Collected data
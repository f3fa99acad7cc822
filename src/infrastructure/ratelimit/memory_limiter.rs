//! In-process keyed rate limiter.

use governor::{DefaultKeyedRateLimiter, Quota};
use std::num::NonZeroU32;
use std::time::Duration;
use tracing::debug;

use super::RateLimiter;

/// Keyed GCRA limiter for single-instance deployments and tests.
///
/// The configured `(max, window)` pair is expressed as a burst of `max`
/// replenished evenly across the window, which bounds sustained throughput
/// to the same rate as the fixed-window Redis variant.
pub struct MemoryRateLimiter {
    limiter: DefaultKeyedRateLimiter<String>,
}

impl MemoryRateLimiter {
    /// Builds a limiter admitting `max_per_window` requests per key per
    /// `window_seconds`.
    ///
    /// # Panics
    ///
    /// Panics if `max_per_window` or `window_seconds` is zero; both are
    /// rejected earlier by config validation.
    pub fn new(max_per_window: u32, window_seconds: u64) -> Self {
        debug!("Using MemoryRateLimiter (process-local rate limiting)");

        let max = NonZeroU32::new(max_per_window).expect("RATE_LIMIT_MAX validated non-zero");
        let replenish = Duration::from_secs(window_seconds) / max_per_window;
        let quota = Quota::with_period(replenish)
            .expect("RATE_LIMIT_WINDOW_SECONDS validated non-zero")
            .allow_burst(max);

        Self {
            limiter: DefaultKeyedRateLimiter::keyed(quota),
        }
    }
}

#[async_trait::async_trait]
impl RateLimiter for MemoryRateLimiter {
    async fn admit(&self, key: &str) -> bool {
        self.limiter.check_key(&key.to_string()).is_ok()
    }
}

◆ What is needed:
Determine the number of lines in these entries that contain the word "MemoryRateLimiter", and write only that number.

◆ Result below:
4